A German startup is offering free home cleaning in New York. The workers wear head-mounted cameras that record every corner of the house while they do the chores. Those recordings feed artificial intelligence labs. Some use them in-house. Others sell them to third parties.
MicroAGI unveiled its Shift app built around this scheme. The free service generates first-person video of household tasks. Models aiming to move autonomously through the physical world require millions of hours like these. Cleaning a kitchen or folding a sheet remain expensive movements to capture any other way. This mechanism turns privacy into currency.
What's emerging here follows a familiar pattern: find a regulatory gap and build an entire model around it. Data on human behavior in intimate spaces is worth a fortune for training robots. Previous projects poured huge sums into chasing exactly this. Paying with a free cleaning session disguises the real scale of the value being transferred.
The workers occupy an ambiguous position. They record environments that don't belong to them. Homeowners sign an agreement. Neighbors who appear through a window, documents left on a table, or personal items caught on camera fall outside that consent. In most states, the law doesn't require universal consent. That gap remains largely unmapped.
New York has been engaged in intense privacy debates. The federal framework leaves room when consent comes only from the primary occupant. The European data protection regulation would block this scheme in the company's home country. Exporting it to the United States isn't a coincidence. It's a deliberate choice of terrain.
This pattern shows up in different contexts. When a practice proves too aggressive in a regulated market, it gets shifted to another with weaker defenses. The resource being extracted has changed: it used to be raw materials or labor, now it's sequences of everyday action inside private spaces. The logic stays the same.
The workers' situation adds further layers. Classified as independent contractors, they wear the camera as a condition of the job. They generate value that multiplies inside AI labs. In return, they receive only the service rendered. This echoes other forms of invisible labor that prop up model training. The exchange is hard to measure fairly.
Offering money would make the price of data visible. Paying with a cleaning session whose cost is easy to estimate keeps the asymmetry opaque. An hour of vacuuming and folding has a known rate. An hour of quality footage for robotics can be worth orders of magnitude more. Most people opening their door have no idea of that gap.
I'm not sure how regulators will respond. New York could act quickly, or let the model take hold first. The recent track record of other technologies suggests delay. By the time rules arrive, the data will have already served its main purpose.

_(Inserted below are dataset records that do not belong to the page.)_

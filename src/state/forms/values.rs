//! The signup form's value record

use super::field::FieldName;
use serde::{Deserialize, Serialize};

/// Current text of every signup field. Empty text means "not provided".
#[derive(Debug, Clone, Default, PartialEq, Eq, Serialize, Deserialize)]
#[serde(rename_all = "camelCase")]
pub struct FormValues {
    pub first_name: String,
    pub last_name: String,
    pub email: String,
    pub address: String,
    pub password: String,
    pub password_confirmation: String,
}

impl FormValues {
    pub fn get(&self, field: FieldName) -> &str {
        match field {
            FieldName::FirstName => &self.first_name,
            FieldName::LastName => &self.last_name,
            FieldName::Email => &self.email,
            FieldName::Address => &self.address,
            FieldName::Password => &self.password,
            FieldName::PasswordConfirmation => &self.password_confirmation,
        }
    }

    pub fn get_mut(&mut self, field: FieldName) -> &mut String {
        match field {
            FieldName::FirstName => &mut self.first_name,
            FieldName::LastName => &mut self.last_name,
            FieldName::Email => &mut self.email,
            FieldName::Address => &mut self.address,
            FieldName::Password => &mut self.password,
            FieldName::PasswordConfirmation => &mut self.password_confirmation,
        }
    }

    pub fn set(&mut self, field: FieldName, value: impl Into<String>) {
        *self.get_mut(field) = value.into();
    }

    /// Builder-style setter
    #[cfg(test)]
    pub fn with(mut self, field: FieldName, value: impl Into<String>) -> Self {
        self.set(field, value);
        self
    }

    /// True when every field is still empty
    pub fn is_blank(&self) -> bool {
        FieldName::ALL.iter().all(|f| self.get(*f).is_empty())
    }

    /// Pretty JSON payload with camelCase keys
    pub fn to_json_pretty(&self) -> serde_json::Result<String> {
        serde_json::to_string_pretty(self)
    }
}
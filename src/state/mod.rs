//! Application state module

mod app_state;
mod forms;

pub use app_state::*;
pub use forms::*;
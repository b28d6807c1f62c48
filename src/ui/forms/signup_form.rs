//! Signup form rendering

use super::field_renderer::{draw_field, draw_help_text, FieldView, FIELD_HEIGHT};
use crate::app::App;
use crate::platform::{RESET_SHORTCUT, SUBMIT_SHORTCUT};
use crate::state::{FieldName, FormButton};
use crate::ui::components::{render_button, BUTTON_HEIGHT};
use ratatui::{
    layout::{Constraint, Direction, Layout, Rect},
    style::{Color, Modifier, Style},
    widgets::{Block, Borders},
    Frame,
};

/// Maximum width of the form column
const FORM_WIDTH: u16 = 64;

/// Draw the signup form centered in `area`
pub fn draw(frame: &mut Frame, area: Rect, app: &App) {
    let form_area = centered_column(area, FORM_WIDTH);
    let form = &app.state.form;

    let block = Block::default()
        .title(" Sign up ")
        .title_style(Style::default().add_modifier(Modifier::BOLD))
        .borders(Borders::ALL)
        .border_style(Style::default().fg(Color::DarkGray));
    let inner = block.inner(form_area);
    frame.render_widget(block, form_area);

    let mut constraints: Vec<Constraint> = FieldName::ALL
        .iter()
        .map(|_| Constraint::Length(FIELD_HEIGHT))
        .collect();
    constraints.push(Constraint::Length(BUTTON_HEIGHT)); // Buttons
    constraints.push(Constraint::Length(2)); // Help text
    constraints.push(Constraint::Min(0));

    let chunks = Layout::default()
        .direction(Direction::Vertical)
        .constraints(constraints)
        .margin(1)
        .split(inner);

    for field in FieldName::ALL {
        let status = form.field_status(field);
        draw_field(
            frame,
            chunks[field.index()],
            FieldView {
                field,
                value: form.values().get(field),
                status: &status,
                is_active: form.active_field_name() == Some(field),
                mask: app.state.mask_passwords,
            },
        );
    }

    draw_buttons(frame, chunks[FieldName::ALL.len()], app);

    let submit_hint = format!("{SUBMIT_SHORTCUT} submits from any field, {RESET_SHORTCUT} clears.");
    draw_help_text(
        frame,
        chunks[FieldName::ALL.len() + 1],
        &["Tab/Shift+Tab move between fields.", submit_hint.as_str()],
    );
}

fn draw_buttons(frame: &mut Frame, area: Rect, app: &App) {
    let form = &app.state.form;
    let on_buttons = form.is_buttons_row_active();

    let chunks = Layout::default()
        .direction(Direction::Horizontal)
        .constraints([Constraint::Percentage(70), Constraint::Percentage(30)])
        .split(area);

    for (button, chunk, color) in [
        (FormButton::Submit, chunks[0], Color::Blue),
        (FormButton::Reset, chunks[1], Color::Gray),
    ] {
        render_button(
            frame,
            chunk,
            button.label(),
            on_buttons && form.selected_button == button,
            Some(color),
        );
    }
}

/// Horizontally centered column of at most `max_width`
fn centered_column(area: Rect, max_width: u16) -> Rect {
    let width = area.width.min(max_width);
    Rect {
        x: area.x + (area.width - width) / 2,
        y: area.y,
        width,
        height: area.height,
    }
}

#[cfg(test)]
mod tests {
    use super::*;

    #[test]
    fn test_centered_column_narrow_terminal_uses_full_width() {
        let area = Rect::new(0, 0, 40, 30);
        assert_eq!(centered_column(area, 64), area);
    }

    #[test]
    fn test_centered_column_wide_terminal() {
        let column = centered_column(Rect::new(0, 0, 100, 30), 64);
        assert_eq!(column.x, 18);
        assert_eq!(column.width, 64);
        assert_eq!(column.height, 30);
    }
}
//! Form field identifiers and their display metadata

use serde::{Deserialize, Serialize};
use std::fmt;

/// The six fields of the signup form, in display order
#[derive(Debug, Clone, Copy, PartialEq, Eq, PartialOrd, Ord, Hash, Serialize, Deserialize)]
#[serde(rename_all = "camelCase")]
pub enum FieldName {
    FirstName,
    LastName,
    Email,
    Address,
    Password,
    PasswordConfirmation,
}

impl FieldName {
    /// All fields in display order
    pub const ALL: [FieldName; 6] = [
        FieldName::FirstName,
        FieldName::LastName,
        FieldName::Email,
        FieldName::Address,
        FieldName::Password,
        FieldName::PasswordConfirmation,
    ];

    /// Field for a row index, `None` past the last field
    pub fn from_index(index: usize) -> Option<Self> {
        Self::ALL.get(index).copied()
    }

    /// Position of this field in display order
    pub fn index(&self) -> usize {
        match self {
            Self::FirstName => 0,
            Self::LastName => 1,
            Self::Email => 2,
            Self::Address => 3,
            Self::Password => 4,
            Self::PasswordConfirmation => 5,
        }
    }

    /// Stable key used in the serialized payload
    pub fn key(&self) -> &'static str {
        match self {
            Self::FirstName => "firstName",
            Self::LastName => "lastName",
            Self::Email => "email",
            Self::Address => "address",
            Self::Password => "password",
            Self::PasswordConfirmation => "passwordConfirmation",
        }
    }

    pub fn label(&self) -> &'static str {
        match self {
            Self::FirstName => "First Name",
            Self::LastName => "Last Name",
            Self::Email => "Email",
            Self::Address => "Address",
            Self::Password => "Password",
            Self::PasswordConfirmation => "Password Confirmation",
        }
    }

    pub fn placeholder(&self) -> &'static str {
        match self {
            Self::FirstName => "Jane",
            Self::LastName => "Doe",
            Self::Email => "jane@acme.com",
            Self::Address => "Nino Bixio 36",
            Self::Password | Self::PasswordConfirmation => "password",
        }
    }

    /// Secret fields are masked when rendered
    pub fn is_secret(&self) -> bool {
        matches!(self, Self::Password | Self::PasswordConfirmation)
    }
}

impl fmt::Display for FieldName {
    fn fmt(&self, f: &mut fmt::Formatter<'_>) -> fmt::Result {
        f.write_str(self.key())
    }
}
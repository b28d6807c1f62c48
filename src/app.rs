//! Application state and core logic

use crate::config::TuiConfig;
use crate::platform;
use crate::state::{AppState, Form, FormButton, SubmitOutcome};
use crate::submission::SubmissionSink;
use anyhow::Result;
use crossterm::event::{KeyCode, KeyEvent};

/// Main application struct
pub struct App {
    /// Current application state
    pub state: AppState,
    /// Collaborator that receives validated records
    sink: Box<dyn SubmissionSink>,
    config: TuiConfig,
    /// Whether the app should quit
    quit: bool,
    /// Transient status bar message, cleared on the next key press
    pub status_message: Option<String>,
}

impl App {
    /// Create a new App instance
    pub fn new(config: TuiConfig, sink: Box<dyn SubmissionSink>) -> Self {
        Self {
            state: AppState::from_config(&config),
            sink,
            config,
            quit: false,
            status_message: None,
        }
    }

    /// Check if app should quit
    pub fn should_quit(&self) -> bool {
        self.quit
    }

    /// Push an error message to the error queue for display
    pub fn push_error(&mut self, message: impl Into<String>) {
        self.state.push_error(message.into());
    }

    /// Handle a key event
    pub async fn handle_key(&mut self, key: KeyEvent) -> Result<()> {
        // Handle error dialog dismissal first (modal)
        if self.state.has_errors() {
            if matches!(key.code, KeyCode::Enter | KeyCode::Esc) {
                self.state.dismiss_error();
            }
            return Ok(());
        }

        // Handle submission dialog (modal)
        if self.state.show_submission_dialog {
            self.handle_submission_dialog_key(key);
            return Ok(());
        }

        // Clear any status messages on key press
        self.status_message = None;

        self.handle_form_key(key).await
    }

    /// Handle keys while the signup form has focus
    async fn handle_form_key(&mut self, key: KeyEvent) -> Result<()> {
        let on_buttons = self.state.form.is_buttons_row_active();
        let command = platform::is_command(key.modifiers);

        match key.code {
            KeyCode::Esc => {
                self.quit = true;
            }
            KeyCode::Char('s') if command => {
                self.submit_form().await;
            }
            KeyCode::Char('r') if command => {
                self.reset_form();
            }
            KeyCode::Tab | KeyCode::Down => self.state.form.next_field(),
            KeyCode::BackTab | KeyCode::Up => self.state.form.prev_field(),
            KeyCode::Left | KeyCode::Right if on_buttons => {
                self.state.form.selected_button.toggle();
            }
            KeyCode::Enter if on_buttons => match self.state.form.selected_button {
                FormButton::Submit => self.submit_form().await,
                FormButton::Reset => self.reset_form(),
            },
            KeyCode::Enter => self.state.form.next_field(),
            KeyCode::Char(c) if !command => {
                self.state.form.push_char(c);
                self.state.rejected_field_count = None;
            }
            KeyCode::Backspace => {
                self.state.form.pop_char();
                self.state.rejected_field_count = None;
            }
            _ => {}
        }
        Ok(())
    }

    /// Handle keys in the submitted payload dialog
    fn handle_submission_dialog_key(&mut self, key: KeyEvent) {
        match key.code {
            KeyCode::Enter | KeyCode::Esc => self.state.dismiss_submission(),
            _ if platform::is_copy_key(&key) => self.copy_payload(),
            _ => {}
        }
    }

    /// Validate and, when every field passes, hand the record to the sink.
    /// A refused submit only reveals the errors.
    pub async fn submit_form(&mut self) {
        let outcome = self.state.form.submit();
        self.state.note_submit_outcome(&outcome);

        match outcome {
            SubmitOutcome::Accepted(values) => match self.sink.submit(&values).await {
                Ok(submission) => {
                    tracing::info!("Signup form submitted");
                    if self.config.copy_payload_on_submit() {
                        match self.copy_to_clipboard(&submission.payload) {
                            Ok(()) => self.status_message = Some("Payload copied".to_string()),
                            Err(e) => self.push_error(format!("Failed to copy payload: {e}")),
                        }
                    }
                    self.state.show_submission(submission);
                }
                Err(e) => {
                    tracing::warn!("Submission failed: {e:?}");
                    self.push_error(format!("Submission failed: {e}"));
                }
            },
            SubmitOutcome::Rejected(errors) => {
                tracing::debug!(invalid = errors.len(), "Submit refused");
                for error in errors.to_field_errors() {
                    tracing::trace!("{error}");
                }
                self.status_message = Some(format!(
                    "{} field(s) need attention",
                    errors.len()
                ));
            }
        }
    }

    /// Discard the session and start over
    pub fn reset_form(&mut self) {
        if !self.state.form.is_dirty() {
            self.status_message = Some("Nothing to clear".to_string());
            return;
        }
        tracing::debug!("Form reset");
        self.state.reset_form();
        self.status_message = Some("Form cleared".to_string());
    }

    /// Copy the last submitted payload to the clipboard
    fn copy_payload(&mut self) {
        let Some(payload) = self
            .state
            .last_submission
            .as_ref()
            .map(|s| s.payload.clone())
        else {
            return;
        };
        match self.copy_to_clipboard(&payload) {
            Ok(()) => self.status_message = Some(format!("Copied {} chars", payload.len())),
            Err(e) => self.push_error(format!("Failed to copy payload: {e}")),
        }
    }

    fn copy_to_clipboard(&self, text: &str) -> Result<()> {
        use arboard::Clipboard;
        let mut clipboard = Clipboard::new()?;
        clipboard.set_text(text)?;
        Ok(())
    }
}
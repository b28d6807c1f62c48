//! Dialog components for TUI

mod base;
mod error_dialog;
mod submission_dialog;

pub use error_dialog::render_error_dialog;
pub use submission_dialog::render_submission_dialog;
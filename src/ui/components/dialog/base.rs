//! Base dialog component

use ratatui::{
    layout::Rect,
    style::{Color, Modifier, Style},
    text::{Line, Span},
    widgets::{Block, Borders, Clear, Paragraph},
    Frame,
};

/// Configuration for rendering a dialog
pub struct DialogConfig<'a> {
    /// Dialog title
    pub title: &'a str,
    /// Title color
    pub title_color: Color,
    /// Border color
    pub border_color: Color,
    /// Message content (can be multi-line with \n)
    pub message: &'a str,
    /// Keep the message's line breaks and indentation instead of word-wrapping
    pub preformatted: bool,
    /// Hint text shown at the bottom (e.g., "Press Enter to dismiss")
    pub hint: Option<Vec<Span<'a>>>,
    /// Maximum width of the dialog
    pub max_width: u16,
}

impl<'a> Default for DialogConfig<'a> {
    fn default() -> Self {
        Self {
            title: "Dialog",
            title_color: Color::White,
            border_color: Color::White,
            message: "",
            preformatted: false,
            hint: None,
            max_width: 60,
        }
    }
}

/// Render a centered dialog overlay
pub fn render_dialog(frame: &mut Frame, config: DialogConfig) {
    let area = frame.area();
    let padding = 4u16; // 2 chars padding on each side
    let max_line_width = config.max_width.saturating_sub(padding) as usize;

    let body_lines = if config.preformatted {
        clip_lines(config.message, max_line_width)
    } else {
        wrap_text(config.message, max_line_width)
    };
    let line_count = body_lines.len();

    // Calculate dialog dimensions; the hint row must fit too
    let hint_width = config
        .hint
        .as_ref()
        .map(|spans| spans.iter().map(Span::width).sum::<usize>())
        .unwrap_or(0);
    let content_width = body_lines
        .iter()
        .map(|l| l.chars().count())
        .max()
        .unwrap_or(0)
        .max(config.title.len())
        .max(hint_width) as u16;
    let dialog_width = (content_width + padding + 2)
        .min(config.max_width)
        .min(area.width); // +2 for borders

    // Height: title + blank + message lines + blank (if hint) + hint + borders
    let hint_lines = if config.hint.is_some() { 2 } else { 0 }; // blank + hint
    let dialog_height = (2 + line_count as u16 + hint_lines + 2)
        .max(5)
        .min(area.height);

    // Center the dialog
    let dialog_area = Rect {
        x: area.x + (area.width.saturating_sub(dialog_width)) / 2,
        y: area.y + (area.height.saturating_sub(dialog_height)) / 2,
        width: dialog_width,
        height: dialog_height,
    };

    // Clear the area behind the dialog
    frame.render_widget(Clear, dialog_area);

    let mut content = vec![
        Line::from(Span::styled(
            config.title,
            Style::default()
                .fg(config.title_color)
                .add_modifier(Modifier::BOLD),
        )),
        Line::from(""),
    ];

    for line in body_lines {
        content.push(Line::from(line));
    }

    if let Some(hint_spans) = config.hint {
        content.push(Line::from(""));
        content.push(Line::from(hint_spans));
    }

    let dialog = Paragraph::new(content)
        .block(
            Block::default()
                .borders(Borders::ALL)
                .border_style(Style::default().fg(config.border_color))
                .style(Style::default().bg(Color::Black)),
        )
        .style(Style::default().bg(Color::Black));

    frame.render_widget(dialog, dialog_area);
}

/// Wrap text to fit within a maximum width
pub(super) fn wrap_text(text: &str, max_width: usize) -> Vec<String> {
    let mut lines = Vec::new();

    for paragraph in text.split('\n') {
        if paragraph.is_empty() {
            lines.push(String::new());
            continue;
        }

        let mut current_line = String::new();
        for word in paragraph.split_whitespace() {
            if current_line.len() + word.len() + 1 > max_width && !current_line.is_empty() {
                lines.push(current_line);
                current_line = String::new();
            }
            if !current_line.is_empty() {
                current_line.push(' ');
            }
            current_line.push_str(word);
        }
        if !current_line.is_empty() {
            lines.push(current_line);
        }
    }

    if lines.is_empty() {
        lines.push(String::new());
    }

    lines
}

/// Keep lines as-is, cutting anything past `max_width` with an ellipsis
pub(super) fn clip_lines(text: &str, max_width: usize) -> Vec<String> {
    let mut lines: Vec<String> = text
        .lines()
        .map(|line| {
            if line.chars().count() <= max_width {
                line.to_string()
            } else {
                let kept: String = line.chars().take(max_width.saturating_sub(1)).collect();
                format!("{kept}…")
            }
        })
        .collect();

    if lines.is_empty() {
        lines.push(String::new());
    }

    lines
}

#[cfg(test)]
mod tests {
    use super::*;
    use ratatui::{backend::TestBackend, Terminal};

    fn render_rows(config: DialogConfig) -> Vec<String> {
        let mut terminal = Terminal::new(TestBackend::new(80, 20)).unwrap();
        terminal.draw(|frame| render_dialog(frame, config)).unwrap();
        let buffer = terminal.backend().buffer().clone();
        (0..buffer.area.height)
            .map(|y| {
                (0..buffer.area.width)
                    .map(|x| buffer[(x, y)].symbol().to_string())
                    .collect()
            })
            .collect()
    }

    #[test]
    fn test_hint_wider_than_message_is_not_cut() {
        let rows = render_rows(DialogConfig {
            title: "Error",
            message: "Oops",
            hint: Some(vec![Span::raw("Press Enter or Esc to dismiss")]),
            ..Default::default()
        });
        assert!(rows
            .iter()
            .any(|row| row.contains("Press Enter or Esc to dismiss")));
    }

    #[test]
    fn test_wrap_text_breaks_on_words() {
        let lines = wrap_text("one two three four", 9);
        assert_eq!(lines, vec!["one two", "three", "four"]);
    }

    #[test]
    fn test_wrap_text_keeps_blank_paragraphs() {
        let lines = wrap_text("a\n\nb", 10);
        assert_eq!(lines, vec!["a", "", "b"]);
    }

    #[test]
    fn test_wrap_text_empty_input() {
        assert_eq!(wrap_text("", 10), vec![""]);
    }

    #[test]
    fn test_clip_lines_preserves_indentation() {
        let lines = clip_lines("{\n  \"a\": \"b\"\n}", 40);
        assert_eq!(lines, vec!["{", "  \"a\": \"b\"", "}"]);
    }

    #[test]
    fn test_clip_lines_truncates_long_lines() {
        let lines = clip_lines("abcdefghij", 5);
        assert_eq!(lines, vec!["abcd…"]);
    }
}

When studying ancient sites, archaeologists find traces of operations that maximized extraction before clear rules existed. The physical remains tell versions that the official records of the time left out. That historical layer offers a useful lens for reading the present.
The regulatory void doesn't look accidental. When a model's viability depends on the law not yet existing, arbitrage becomes the actual product. Those who bear the cost tend to be the ones with the least information and the least bargaining power: both the ones wearing the camera and the ones opening their door.
How much of our daily routine will end up as fuel for machines whose ultimate reach we can't even begin to imagine?